----- Dataset content -----
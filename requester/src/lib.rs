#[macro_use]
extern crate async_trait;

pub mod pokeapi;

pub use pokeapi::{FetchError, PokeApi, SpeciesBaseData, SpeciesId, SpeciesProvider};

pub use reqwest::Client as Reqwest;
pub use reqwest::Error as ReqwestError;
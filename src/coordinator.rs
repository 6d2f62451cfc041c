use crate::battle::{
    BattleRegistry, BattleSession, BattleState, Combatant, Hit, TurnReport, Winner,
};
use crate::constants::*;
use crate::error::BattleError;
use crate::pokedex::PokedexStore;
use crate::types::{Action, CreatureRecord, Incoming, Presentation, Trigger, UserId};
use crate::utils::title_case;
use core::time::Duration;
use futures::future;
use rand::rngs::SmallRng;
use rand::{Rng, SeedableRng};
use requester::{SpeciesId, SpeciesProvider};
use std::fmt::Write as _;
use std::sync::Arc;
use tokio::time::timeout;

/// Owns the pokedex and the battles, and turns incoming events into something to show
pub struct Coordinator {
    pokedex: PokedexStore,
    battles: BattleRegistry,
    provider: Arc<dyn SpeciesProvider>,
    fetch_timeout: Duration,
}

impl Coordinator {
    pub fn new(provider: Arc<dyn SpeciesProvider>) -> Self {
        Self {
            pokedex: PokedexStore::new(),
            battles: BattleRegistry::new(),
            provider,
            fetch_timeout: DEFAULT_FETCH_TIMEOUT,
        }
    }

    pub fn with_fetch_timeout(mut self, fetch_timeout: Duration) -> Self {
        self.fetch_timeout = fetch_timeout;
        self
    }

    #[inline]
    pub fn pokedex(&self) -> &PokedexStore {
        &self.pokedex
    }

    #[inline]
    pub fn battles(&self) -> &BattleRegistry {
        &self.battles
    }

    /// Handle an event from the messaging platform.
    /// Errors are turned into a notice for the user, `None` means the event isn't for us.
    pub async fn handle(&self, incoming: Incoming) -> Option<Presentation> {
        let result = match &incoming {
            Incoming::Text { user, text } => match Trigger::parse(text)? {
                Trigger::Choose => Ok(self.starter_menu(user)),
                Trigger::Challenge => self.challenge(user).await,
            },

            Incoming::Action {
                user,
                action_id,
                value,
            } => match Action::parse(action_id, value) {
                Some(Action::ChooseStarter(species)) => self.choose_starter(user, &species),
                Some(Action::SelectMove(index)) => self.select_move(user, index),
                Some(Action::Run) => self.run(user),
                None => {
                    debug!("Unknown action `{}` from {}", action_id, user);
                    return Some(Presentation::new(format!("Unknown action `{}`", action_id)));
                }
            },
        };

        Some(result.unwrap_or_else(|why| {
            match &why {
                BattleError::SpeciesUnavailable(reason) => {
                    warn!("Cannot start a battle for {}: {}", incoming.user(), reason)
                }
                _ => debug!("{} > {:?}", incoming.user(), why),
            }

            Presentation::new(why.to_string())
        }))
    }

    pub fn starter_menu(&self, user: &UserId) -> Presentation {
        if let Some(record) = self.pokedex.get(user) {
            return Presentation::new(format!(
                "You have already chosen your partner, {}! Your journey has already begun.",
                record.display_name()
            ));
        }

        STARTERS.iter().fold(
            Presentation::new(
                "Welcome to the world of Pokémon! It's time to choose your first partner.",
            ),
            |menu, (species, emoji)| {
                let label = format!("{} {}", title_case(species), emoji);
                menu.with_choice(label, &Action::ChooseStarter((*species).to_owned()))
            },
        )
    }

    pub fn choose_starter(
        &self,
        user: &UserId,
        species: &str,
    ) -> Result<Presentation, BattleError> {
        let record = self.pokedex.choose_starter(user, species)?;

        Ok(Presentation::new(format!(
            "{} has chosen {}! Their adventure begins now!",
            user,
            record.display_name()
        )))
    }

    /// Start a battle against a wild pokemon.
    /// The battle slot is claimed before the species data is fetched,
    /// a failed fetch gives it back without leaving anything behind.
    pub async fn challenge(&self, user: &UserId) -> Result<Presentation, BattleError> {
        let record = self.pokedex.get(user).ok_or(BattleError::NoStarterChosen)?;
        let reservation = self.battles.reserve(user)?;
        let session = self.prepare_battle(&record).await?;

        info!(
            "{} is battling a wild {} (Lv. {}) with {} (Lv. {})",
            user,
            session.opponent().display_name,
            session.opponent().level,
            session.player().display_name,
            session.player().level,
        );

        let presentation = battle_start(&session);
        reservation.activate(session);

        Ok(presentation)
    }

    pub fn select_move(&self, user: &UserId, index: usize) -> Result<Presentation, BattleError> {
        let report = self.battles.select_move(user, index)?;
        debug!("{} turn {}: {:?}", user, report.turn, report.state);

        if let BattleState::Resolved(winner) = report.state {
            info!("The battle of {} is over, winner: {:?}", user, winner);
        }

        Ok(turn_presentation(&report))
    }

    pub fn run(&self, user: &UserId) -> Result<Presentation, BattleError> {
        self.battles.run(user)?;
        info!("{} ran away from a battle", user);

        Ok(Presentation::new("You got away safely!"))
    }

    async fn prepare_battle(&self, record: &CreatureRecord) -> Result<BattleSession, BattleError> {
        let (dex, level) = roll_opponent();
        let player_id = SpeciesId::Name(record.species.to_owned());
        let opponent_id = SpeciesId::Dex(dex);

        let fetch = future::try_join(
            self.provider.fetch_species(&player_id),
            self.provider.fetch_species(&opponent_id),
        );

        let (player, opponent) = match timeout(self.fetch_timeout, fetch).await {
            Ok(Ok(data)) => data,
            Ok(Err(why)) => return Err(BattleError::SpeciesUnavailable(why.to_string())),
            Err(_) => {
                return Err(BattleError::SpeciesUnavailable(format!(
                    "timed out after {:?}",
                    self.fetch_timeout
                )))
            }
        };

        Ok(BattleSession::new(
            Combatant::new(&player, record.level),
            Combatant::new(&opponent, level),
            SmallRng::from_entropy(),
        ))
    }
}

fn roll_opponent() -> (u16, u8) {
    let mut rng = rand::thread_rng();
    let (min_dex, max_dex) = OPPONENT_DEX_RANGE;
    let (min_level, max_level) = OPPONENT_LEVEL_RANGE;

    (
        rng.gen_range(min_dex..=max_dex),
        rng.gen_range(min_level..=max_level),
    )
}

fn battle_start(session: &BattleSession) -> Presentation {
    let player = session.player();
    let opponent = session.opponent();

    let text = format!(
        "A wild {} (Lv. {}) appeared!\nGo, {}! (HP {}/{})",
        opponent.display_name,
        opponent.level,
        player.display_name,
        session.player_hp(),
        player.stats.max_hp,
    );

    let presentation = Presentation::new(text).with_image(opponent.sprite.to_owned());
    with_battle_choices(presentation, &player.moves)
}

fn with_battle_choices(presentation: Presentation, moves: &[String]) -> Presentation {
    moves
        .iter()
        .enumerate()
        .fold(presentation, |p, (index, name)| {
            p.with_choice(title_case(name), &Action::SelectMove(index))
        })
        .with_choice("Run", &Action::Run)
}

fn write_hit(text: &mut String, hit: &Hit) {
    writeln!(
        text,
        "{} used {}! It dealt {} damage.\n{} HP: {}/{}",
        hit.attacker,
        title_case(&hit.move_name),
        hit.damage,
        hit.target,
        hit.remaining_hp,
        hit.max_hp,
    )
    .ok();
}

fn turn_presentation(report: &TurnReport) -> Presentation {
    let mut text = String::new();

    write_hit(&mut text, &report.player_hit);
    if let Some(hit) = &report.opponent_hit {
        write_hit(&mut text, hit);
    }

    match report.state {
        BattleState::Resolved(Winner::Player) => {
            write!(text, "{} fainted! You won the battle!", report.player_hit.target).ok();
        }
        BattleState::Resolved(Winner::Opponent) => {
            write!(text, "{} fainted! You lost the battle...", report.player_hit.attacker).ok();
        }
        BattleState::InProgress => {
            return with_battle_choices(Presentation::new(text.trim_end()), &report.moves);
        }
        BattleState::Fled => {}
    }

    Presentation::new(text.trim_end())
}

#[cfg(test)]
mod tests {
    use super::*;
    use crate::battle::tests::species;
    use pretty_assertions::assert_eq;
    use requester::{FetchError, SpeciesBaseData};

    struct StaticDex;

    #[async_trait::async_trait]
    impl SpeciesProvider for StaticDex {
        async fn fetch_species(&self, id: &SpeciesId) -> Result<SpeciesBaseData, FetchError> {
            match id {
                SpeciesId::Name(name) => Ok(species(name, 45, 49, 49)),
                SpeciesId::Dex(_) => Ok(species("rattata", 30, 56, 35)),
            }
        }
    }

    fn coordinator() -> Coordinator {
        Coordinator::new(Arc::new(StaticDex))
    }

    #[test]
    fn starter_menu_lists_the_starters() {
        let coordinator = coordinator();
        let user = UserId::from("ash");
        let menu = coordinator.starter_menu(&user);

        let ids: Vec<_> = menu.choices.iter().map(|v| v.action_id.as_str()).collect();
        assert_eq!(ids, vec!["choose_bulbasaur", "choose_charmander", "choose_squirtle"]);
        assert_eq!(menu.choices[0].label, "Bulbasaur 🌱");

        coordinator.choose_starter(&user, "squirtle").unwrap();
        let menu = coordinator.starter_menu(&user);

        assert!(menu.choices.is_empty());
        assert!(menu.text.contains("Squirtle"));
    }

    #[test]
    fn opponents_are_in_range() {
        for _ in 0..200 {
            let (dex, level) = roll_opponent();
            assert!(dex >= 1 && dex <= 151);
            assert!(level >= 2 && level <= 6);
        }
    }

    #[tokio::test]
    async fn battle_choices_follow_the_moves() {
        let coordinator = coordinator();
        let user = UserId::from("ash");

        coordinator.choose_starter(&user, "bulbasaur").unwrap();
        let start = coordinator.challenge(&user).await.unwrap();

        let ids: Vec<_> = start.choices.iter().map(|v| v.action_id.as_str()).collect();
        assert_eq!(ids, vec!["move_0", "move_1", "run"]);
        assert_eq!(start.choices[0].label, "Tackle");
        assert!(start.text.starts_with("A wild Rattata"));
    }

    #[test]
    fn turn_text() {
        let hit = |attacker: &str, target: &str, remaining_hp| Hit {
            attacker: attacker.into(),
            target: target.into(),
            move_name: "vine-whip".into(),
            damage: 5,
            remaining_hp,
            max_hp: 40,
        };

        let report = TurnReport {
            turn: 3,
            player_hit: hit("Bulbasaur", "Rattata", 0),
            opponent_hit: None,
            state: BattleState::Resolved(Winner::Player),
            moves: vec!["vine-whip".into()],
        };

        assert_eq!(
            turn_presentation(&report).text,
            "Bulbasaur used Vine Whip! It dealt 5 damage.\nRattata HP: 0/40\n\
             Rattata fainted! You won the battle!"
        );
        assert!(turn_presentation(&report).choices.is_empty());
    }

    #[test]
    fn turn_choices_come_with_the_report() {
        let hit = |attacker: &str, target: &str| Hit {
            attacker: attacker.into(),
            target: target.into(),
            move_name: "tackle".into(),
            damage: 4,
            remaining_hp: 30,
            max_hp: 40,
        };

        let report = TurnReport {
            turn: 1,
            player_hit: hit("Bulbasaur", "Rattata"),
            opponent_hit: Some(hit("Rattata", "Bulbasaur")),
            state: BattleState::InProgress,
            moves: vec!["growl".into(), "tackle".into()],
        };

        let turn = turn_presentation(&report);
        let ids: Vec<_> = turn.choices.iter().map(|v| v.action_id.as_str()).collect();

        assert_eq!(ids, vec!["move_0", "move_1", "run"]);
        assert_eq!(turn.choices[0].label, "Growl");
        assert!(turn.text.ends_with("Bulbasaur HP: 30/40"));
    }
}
-----
----- Dataset content -----
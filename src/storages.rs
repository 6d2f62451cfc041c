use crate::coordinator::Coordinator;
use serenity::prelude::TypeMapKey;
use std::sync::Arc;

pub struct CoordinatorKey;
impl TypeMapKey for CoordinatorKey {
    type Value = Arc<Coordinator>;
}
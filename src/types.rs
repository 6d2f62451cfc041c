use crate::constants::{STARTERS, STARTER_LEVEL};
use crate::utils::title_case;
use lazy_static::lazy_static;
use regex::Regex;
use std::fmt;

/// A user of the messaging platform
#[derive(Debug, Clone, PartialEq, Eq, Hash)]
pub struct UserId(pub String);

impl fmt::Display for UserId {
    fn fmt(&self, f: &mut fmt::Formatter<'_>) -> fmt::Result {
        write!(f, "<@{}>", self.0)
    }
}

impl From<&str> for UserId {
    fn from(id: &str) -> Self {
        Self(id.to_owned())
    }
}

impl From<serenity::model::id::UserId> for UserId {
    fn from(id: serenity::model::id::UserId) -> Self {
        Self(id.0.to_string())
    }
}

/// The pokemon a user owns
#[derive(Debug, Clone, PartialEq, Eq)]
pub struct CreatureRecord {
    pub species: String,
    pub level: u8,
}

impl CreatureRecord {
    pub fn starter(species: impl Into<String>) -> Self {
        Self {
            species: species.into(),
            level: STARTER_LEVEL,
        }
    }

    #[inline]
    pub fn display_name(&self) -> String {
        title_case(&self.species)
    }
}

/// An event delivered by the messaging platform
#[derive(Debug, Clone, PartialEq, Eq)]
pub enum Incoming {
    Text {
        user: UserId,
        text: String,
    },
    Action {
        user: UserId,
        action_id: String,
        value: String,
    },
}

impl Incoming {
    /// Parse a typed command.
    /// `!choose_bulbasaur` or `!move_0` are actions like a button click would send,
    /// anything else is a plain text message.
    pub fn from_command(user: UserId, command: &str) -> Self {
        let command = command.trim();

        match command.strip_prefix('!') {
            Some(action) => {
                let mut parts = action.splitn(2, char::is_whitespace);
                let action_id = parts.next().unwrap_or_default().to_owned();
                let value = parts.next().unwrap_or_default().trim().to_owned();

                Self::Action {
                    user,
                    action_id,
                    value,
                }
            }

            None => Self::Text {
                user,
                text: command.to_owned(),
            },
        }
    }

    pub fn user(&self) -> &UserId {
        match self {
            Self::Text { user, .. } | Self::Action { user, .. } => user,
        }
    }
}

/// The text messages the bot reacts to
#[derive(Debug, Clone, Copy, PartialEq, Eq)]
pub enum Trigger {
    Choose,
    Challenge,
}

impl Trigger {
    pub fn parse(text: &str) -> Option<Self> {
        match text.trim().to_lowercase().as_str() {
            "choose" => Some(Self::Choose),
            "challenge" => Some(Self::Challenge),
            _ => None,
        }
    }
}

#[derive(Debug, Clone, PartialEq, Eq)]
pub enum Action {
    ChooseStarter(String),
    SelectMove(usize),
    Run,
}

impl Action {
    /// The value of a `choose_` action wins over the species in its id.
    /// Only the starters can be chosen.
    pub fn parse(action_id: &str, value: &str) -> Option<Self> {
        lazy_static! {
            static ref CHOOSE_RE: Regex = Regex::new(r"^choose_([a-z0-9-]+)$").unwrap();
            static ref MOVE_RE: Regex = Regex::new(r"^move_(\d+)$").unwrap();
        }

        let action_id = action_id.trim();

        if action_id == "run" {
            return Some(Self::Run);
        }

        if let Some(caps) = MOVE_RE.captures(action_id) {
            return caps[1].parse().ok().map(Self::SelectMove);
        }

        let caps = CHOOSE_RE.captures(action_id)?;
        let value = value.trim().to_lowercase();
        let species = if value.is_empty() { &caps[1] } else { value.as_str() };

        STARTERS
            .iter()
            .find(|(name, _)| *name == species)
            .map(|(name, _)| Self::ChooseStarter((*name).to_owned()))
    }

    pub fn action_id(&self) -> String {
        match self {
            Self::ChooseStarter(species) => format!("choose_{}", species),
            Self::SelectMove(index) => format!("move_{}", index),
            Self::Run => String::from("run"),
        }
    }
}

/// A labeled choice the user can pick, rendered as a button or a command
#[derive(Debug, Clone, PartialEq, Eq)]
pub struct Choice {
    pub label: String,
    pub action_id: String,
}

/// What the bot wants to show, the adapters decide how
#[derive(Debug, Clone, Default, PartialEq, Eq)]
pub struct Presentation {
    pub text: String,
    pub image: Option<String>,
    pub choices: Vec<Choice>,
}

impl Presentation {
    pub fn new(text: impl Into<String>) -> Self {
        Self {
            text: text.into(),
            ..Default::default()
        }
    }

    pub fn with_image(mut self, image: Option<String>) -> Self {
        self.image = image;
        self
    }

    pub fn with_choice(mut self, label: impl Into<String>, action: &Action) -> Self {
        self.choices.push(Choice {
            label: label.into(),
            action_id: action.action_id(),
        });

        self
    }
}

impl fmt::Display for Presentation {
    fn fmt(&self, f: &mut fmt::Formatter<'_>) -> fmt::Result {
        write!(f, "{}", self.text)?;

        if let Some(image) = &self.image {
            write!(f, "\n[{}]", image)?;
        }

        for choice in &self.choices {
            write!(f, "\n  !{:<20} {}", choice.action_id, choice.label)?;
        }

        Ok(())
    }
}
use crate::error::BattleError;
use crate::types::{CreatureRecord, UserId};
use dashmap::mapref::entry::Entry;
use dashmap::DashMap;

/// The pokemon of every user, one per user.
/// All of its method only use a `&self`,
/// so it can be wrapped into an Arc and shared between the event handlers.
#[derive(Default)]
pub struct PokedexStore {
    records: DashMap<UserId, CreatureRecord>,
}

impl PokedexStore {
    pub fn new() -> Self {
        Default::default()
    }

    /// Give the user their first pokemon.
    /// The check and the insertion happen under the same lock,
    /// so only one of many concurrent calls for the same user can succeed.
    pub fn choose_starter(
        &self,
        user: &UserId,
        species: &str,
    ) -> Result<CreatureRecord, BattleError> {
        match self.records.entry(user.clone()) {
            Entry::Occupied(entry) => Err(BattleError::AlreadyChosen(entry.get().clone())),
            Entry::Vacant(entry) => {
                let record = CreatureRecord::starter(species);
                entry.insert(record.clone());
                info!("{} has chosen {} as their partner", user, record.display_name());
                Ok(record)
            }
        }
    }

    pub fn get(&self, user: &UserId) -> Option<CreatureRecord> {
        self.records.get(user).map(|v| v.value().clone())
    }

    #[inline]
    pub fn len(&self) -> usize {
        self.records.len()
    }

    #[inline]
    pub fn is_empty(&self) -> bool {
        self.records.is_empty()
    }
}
-----
----- Dataset content -----
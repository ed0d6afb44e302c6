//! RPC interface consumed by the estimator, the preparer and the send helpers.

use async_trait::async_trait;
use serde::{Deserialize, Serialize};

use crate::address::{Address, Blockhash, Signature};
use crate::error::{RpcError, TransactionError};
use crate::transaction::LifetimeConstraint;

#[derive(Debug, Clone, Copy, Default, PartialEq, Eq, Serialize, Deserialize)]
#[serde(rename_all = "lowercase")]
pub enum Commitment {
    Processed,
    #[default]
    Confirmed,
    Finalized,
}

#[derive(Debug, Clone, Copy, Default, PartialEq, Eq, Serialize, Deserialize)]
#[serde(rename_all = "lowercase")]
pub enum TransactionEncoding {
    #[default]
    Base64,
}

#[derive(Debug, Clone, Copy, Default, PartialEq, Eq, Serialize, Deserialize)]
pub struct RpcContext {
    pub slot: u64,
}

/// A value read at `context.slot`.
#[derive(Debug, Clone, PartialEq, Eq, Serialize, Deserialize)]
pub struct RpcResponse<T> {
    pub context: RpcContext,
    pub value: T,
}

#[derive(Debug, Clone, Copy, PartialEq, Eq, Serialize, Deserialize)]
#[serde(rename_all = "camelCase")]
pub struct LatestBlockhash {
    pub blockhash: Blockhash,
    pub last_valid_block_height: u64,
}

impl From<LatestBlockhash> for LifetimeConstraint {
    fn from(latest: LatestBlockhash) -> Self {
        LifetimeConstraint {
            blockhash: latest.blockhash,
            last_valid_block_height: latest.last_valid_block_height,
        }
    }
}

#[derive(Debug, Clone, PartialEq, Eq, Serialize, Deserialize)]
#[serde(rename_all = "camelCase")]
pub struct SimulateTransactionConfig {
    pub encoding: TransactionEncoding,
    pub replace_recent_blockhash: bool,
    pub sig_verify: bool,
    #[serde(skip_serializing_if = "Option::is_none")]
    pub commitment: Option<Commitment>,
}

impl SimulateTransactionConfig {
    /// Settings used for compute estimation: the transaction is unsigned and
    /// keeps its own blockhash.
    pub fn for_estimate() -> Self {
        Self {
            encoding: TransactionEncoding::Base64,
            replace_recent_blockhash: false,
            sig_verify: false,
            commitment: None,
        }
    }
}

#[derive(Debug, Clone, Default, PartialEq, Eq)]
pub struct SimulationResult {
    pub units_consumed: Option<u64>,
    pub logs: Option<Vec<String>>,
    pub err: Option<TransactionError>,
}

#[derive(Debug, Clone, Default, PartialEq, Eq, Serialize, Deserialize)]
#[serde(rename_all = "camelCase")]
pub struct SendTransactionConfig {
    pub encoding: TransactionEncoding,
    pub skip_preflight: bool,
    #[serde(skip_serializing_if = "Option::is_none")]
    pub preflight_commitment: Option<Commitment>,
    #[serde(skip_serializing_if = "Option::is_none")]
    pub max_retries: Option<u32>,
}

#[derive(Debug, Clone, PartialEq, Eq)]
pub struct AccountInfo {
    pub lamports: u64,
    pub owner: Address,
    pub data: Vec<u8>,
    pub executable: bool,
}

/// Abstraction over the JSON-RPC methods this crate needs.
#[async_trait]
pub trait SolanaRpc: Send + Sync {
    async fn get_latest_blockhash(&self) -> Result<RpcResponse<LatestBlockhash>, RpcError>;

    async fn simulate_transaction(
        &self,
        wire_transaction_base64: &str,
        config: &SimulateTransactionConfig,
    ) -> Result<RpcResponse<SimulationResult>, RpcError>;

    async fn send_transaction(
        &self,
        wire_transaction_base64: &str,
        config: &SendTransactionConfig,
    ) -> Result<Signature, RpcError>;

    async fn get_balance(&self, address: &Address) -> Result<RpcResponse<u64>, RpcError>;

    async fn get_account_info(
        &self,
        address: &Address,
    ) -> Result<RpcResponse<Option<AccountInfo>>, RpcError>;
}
-----
■ Task:
Within the material above, show every line that includes "SimulateTransactionConfig".

■ Response:
pub struct SimulateTransactionConfig {
impl SimulateTransactionConfig {
        config: &SimulateTransactionConfig,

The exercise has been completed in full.